(Collected data)
Content starts

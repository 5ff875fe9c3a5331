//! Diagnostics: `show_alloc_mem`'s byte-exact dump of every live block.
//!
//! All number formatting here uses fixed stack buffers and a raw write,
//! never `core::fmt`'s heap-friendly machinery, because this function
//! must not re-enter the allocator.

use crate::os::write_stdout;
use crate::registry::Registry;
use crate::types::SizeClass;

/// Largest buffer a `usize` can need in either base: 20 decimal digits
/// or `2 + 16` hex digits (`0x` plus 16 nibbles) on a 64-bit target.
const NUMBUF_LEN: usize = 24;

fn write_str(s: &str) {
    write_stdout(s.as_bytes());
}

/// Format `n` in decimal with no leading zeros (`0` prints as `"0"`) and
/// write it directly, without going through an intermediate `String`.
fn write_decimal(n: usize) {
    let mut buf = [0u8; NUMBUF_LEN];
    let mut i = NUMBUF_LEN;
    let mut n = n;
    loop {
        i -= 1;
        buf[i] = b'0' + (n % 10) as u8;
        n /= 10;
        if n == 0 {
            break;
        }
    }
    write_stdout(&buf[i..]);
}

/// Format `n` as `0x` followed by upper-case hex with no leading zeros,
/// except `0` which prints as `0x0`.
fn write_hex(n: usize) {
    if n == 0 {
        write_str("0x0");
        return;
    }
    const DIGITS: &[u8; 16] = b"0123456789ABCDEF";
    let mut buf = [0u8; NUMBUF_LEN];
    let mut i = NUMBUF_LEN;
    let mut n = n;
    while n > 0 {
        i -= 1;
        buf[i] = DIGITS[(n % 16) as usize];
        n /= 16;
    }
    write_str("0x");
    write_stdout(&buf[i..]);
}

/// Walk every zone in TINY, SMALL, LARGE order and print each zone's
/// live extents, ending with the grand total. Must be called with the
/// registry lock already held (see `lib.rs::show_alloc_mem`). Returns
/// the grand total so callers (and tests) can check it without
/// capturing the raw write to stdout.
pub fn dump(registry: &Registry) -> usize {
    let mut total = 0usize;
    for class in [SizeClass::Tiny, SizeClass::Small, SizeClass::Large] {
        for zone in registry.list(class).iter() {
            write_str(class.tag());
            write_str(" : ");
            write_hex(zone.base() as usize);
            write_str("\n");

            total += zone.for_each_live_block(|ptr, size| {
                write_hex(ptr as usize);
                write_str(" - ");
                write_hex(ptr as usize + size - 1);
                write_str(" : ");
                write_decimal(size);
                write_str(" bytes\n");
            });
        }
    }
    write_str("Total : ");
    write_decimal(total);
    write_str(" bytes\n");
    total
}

Content ends
Content starts

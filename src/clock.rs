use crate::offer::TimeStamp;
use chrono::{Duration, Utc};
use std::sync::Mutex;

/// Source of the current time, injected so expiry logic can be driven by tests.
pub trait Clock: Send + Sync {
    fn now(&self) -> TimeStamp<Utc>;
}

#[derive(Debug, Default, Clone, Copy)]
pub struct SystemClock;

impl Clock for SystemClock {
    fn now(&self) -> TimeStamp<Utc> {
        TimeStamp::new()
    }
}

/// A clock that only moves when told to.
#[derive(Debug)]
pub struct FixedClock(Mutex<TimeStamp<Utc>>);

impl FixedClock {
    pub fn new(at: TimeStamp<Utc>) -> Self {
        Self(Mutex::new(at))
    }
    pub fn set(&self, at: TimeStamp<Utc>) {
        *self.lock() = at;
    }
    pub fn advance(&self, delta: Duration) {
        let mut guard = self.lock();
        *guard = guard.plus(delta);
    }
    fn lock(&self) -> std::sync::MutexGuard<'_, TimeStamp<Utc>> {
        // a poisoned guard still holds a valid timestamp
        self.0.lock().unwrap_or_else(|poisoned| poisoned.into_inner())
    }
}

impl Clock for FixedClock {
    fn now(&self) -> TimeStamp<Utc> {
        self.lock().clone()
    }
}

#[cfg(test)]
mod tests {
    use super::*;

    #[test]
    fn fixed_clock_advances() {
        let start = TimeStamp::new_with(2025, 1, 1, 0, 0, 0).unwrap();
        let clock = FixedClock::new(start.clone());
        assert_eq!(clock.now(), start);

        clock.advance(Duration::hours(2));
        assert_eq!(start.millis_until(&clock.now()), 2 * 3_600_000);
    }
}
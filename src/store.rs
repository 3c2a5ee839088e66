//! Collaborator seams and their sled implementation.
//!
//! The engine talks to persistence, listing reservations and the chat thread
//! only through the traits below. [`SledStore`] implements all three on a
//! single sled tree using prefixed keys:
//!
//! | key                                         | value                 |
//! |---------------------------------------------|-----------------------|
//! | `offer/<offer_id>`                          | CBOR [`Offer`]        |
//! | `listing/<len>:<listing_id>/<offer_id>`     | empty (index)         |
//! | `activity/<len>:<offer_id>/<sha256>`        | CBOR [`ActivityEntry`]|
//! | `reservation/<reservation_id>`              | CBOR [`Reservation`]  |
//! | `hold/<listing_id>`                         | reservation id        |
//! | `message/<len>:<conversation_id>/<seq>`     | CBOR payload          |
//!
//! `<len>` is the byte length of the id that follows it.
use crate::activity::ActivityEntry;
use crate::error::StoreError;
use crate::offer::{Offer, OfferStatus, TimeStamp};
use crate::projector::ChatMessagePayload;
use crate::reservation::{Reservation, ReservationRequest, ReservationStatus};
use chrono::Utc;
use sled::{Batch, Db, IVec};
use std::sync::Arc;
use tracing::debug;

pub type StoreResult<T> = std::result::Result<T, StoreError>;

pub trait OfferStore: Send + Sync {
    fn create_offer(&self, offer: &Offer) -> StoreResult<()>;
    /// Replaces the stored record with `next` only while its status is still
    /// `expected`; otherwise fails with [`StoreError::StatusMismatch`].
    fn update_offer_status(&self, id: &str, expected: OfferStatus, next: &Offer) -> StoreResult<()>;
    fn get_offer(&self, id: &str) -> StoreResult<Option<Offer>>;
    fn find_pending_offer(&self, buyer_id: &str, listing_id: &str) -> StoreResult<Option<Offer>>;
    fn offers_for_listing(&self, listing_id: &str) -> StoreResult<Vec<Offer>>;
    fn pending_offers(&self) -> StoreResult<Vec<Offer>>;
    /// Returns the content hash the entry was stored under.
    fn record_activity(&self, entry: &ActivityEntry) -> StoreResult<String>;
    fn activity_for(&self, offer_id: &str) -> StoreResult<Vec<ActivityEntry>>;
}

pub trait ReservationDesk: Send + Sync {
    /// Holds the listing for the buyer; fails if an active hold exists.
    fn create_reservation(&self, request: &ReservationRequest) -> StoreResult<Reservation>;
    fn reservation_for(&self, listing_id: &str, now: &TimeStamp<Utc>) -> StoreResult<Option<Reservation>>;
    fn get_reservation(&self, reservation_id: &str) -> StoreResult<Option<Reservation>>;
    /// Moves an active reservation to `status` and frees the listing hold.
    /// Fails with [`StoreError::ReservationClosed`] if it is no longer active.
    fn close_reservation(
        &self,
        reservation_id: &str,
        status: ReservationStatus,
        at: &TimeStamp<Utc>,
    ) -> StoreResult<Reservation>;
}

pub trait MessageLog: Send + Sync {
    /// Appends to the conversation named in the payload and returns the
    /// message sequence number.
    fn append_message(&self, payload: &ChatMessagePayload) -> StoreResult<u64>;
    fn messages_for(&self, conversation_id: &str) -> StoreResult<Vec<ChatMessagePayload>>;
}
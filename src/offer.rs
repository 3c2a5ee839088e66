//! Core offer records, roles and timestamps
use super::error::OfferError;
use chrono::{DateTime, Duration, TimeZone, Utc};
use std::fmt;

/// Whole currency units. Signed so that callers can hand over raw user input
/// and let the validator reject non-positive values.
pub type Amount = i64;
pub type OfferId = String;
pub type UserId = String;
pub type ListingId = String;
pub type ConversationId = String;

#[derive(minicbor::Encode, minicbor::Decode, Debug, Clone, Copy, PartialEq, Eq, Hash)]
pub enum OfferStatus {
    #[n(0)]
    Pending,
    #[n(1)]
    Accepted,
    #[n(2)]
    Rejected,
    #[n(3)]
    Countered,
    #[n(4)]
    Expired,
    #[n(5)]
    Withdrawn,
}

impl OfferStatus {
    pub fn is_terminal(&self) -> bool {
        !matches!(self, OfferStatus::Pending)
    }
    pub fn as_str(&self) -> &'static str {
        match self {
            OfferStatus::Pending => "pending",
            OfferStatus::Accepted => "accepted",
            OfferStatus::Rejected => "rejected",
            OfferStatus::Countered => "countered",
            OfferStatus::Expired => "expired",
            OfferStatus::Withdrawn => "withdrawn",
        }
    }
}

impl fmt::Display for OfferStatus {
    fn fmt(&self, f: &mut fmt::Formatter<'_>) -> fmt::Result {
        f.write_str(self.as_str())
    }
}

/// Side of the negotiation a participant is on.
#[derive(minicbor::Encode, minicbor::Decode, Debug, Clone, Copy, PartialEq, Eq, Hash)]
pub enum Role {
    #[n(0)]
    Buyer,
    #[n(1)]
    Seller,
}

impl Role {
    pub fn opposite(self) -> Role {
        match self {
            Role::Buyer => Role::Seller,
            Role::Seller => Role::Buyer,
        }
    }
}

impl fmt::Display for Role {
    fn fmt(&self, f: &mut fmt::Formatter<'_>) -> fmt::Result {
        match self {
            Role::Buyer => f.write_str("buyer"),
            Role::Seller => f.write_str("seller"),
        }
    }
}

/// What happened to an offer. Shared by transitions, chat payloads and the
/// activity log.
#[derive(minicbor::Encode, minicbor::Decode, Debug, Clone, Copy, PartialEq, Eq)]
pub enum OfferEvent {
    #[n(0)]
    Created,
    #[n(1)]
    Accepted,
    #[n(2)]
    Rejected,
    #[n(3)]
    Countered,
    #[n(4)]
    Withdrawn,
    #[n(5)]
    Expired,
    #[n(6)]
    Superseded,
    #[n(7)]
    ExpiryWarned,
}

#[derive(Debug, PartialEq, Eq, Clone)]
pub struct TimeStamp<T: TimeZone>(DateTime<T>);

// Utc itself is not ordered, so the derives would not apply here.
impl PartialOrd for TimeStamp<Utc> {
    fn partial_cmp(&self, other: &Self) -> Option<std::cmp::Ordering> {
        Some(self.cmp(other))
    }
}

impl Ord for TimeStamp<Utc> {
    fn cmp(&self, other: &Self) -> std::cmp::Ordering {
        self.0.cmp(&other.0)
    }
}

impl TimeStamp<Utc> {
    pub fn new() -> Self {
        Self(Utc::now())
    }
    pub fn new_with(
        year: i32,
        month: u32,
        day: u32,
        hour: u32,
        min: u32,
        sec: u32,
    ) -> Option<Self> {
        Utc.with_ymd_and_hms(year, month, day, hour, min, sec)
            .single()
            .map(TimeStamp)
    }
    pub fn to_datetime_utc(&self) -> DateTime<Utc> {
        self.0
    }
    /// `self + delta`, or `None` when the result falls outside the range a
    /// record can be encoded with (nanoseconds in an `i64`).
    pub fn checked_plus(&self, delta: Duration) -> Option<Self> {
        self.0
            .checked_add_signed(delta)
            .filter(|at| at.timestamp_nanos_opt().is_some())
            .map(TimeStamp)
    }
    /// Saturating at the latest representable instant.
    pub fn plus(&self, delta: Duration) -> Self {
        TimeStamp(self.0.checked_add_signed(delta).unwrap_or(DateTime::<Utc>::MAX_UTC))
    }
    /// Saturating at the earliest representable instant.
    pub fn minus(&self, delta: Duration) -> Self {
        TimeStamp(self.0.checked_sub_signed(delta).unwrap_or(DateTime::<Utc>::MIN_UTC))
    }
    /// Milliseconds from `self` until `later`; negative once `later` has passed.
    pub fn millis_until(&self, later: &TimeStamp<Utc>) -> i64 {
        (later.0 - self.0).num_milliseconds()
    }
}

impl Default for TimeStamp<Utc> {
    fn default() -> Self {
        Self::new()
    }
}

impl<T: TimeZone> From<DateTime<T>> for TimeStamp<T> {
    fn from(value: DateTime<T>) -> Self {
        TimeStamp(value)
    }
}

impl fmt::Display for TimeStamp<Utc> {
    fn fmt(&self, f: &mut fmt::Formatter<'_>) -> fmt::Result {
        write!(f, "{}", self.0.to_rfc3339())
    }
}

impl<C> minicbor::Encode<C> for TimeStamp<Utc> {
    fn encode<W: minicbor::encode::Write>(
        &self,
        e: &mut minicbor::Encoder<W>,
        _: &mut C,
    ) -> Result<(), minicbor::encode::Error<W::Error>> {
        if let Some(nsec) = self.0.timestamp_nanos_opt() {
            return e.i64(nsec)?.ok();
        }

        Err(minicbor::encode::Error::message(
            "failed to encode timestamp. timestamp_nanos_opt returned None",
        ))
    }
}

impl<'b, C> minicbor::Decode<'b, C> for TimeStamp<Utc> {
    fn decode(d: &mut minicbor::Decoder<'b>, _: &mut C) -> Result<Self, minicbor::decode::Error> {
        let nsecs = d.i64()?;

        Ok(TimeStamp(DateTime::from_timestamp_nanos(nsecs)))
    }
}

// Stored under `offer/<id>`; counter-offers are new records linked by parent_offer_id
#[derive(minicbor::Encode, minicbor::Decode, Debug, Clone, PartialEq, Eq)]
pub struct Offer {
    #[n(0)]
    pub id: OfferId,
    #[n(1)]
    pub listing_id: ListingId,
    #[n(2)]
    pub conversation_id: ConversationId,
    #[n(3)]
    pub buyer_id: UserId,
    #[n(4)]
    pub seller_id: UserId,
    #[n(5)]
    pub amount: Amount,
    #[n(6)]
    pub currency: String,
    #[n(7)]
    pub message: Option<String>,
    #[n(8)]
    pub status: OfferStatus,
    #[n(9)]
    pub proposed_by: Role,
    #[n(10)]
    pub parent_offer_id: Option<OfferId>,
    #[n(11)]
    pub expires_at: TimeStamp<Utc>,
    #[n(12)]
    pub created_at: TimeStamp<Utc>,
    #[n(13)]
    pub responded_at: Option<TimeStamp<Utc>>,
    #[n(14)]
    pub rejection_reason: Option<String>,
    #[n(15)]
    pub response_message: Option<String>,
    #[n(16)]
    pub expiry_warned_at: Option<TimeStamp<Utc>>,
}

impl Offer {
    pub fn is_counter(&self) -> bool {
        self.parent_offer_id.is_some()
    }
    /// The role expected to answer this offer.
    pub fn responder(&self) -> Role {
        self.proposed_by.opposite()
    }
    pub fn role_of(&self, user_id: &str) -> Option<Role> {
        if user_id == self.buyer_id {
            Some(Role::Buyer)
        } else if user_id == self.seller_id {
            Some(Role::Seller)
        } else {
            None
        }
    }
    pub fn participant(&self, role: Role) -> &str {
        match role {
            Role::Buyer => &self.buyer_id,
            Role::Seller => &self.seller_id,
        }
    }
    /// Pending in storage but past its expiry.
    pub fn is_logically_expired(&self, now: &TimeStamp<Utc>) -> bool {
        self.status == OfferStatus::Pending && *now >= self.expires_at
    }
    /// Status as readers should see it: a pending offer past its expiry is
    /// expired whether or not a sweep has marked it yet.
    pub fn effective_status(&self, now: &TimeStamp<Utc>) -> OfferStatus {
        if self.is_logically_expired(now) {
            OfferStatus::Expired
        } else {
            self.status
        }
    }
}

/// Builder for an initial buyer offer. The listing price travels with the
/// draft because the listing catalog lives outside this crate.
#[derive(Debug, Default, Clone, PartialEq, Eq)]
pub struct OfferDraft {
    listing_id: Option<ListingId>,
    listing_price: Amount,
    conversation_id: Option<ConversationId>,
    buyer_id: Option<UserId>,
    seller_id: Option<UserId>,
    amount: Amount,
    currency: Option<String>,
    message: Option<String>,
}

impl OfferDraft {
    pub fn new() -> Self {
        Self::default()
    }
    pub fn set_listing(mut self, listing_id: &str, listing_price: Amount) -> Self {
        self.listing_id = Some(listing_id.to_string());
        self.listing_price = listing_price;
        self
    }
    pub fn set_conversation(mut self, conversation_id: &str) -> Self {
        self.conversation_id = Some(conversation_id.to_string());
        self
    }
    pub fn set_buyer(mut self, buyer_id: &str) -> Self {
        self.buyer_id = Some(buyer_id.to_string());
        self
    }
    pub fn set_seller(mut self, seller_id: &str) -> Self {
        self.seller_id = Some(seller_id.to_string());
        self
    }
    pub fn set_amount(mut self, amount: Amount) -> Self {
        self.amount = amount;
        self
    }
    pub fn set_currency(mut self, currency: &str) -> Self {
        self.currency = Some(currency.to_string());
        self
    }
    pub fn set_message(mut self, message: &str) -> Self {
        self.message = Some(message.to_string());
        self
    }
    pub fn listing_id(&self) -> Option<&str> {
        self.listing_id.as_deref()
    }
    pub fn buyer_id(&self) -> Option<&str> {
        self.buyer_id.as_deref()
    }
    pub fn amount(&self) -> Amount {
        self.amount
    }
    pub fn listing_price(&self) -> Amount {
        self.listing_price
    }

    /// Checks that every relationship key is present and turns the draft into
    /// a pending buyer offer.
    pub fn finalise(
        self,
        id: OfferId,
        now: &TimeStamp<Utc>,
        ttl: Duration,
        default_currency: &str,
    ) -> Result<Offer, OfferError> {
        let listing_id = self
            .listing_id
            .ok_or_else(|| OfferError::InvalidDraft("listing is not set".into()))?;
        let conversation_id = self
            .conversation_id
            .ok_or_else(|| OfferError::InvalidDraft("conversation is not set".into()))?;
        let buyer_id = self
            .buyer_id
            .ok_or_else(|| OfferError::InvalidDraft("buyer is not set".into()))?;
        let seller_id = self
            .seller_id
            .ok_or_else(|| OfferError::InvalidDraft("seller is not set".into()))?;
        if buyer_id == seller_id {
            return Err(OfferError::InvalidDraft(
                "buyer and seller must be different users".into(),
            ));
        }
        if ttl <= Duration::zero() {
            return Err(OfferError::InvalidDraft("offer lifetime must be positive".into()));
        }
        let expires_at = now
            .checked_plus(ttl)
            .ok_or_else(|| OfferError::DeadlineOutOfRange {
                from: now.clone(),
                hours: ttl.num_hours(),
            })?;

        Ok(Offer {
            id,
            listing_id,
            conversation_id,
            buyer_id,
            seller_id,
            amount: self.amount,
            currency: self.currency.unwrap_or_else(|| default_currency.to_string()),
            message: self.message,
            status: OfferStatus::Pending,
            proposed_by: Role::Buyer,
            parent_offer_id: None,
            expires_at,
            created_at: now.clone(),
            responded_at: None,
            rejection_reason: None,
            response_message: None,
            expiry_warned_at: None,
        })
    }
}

Content ends

* [Exercise]: The answer is to be one number: the count of lines in the entries containing the string "ListingId".

* [Written response]: 3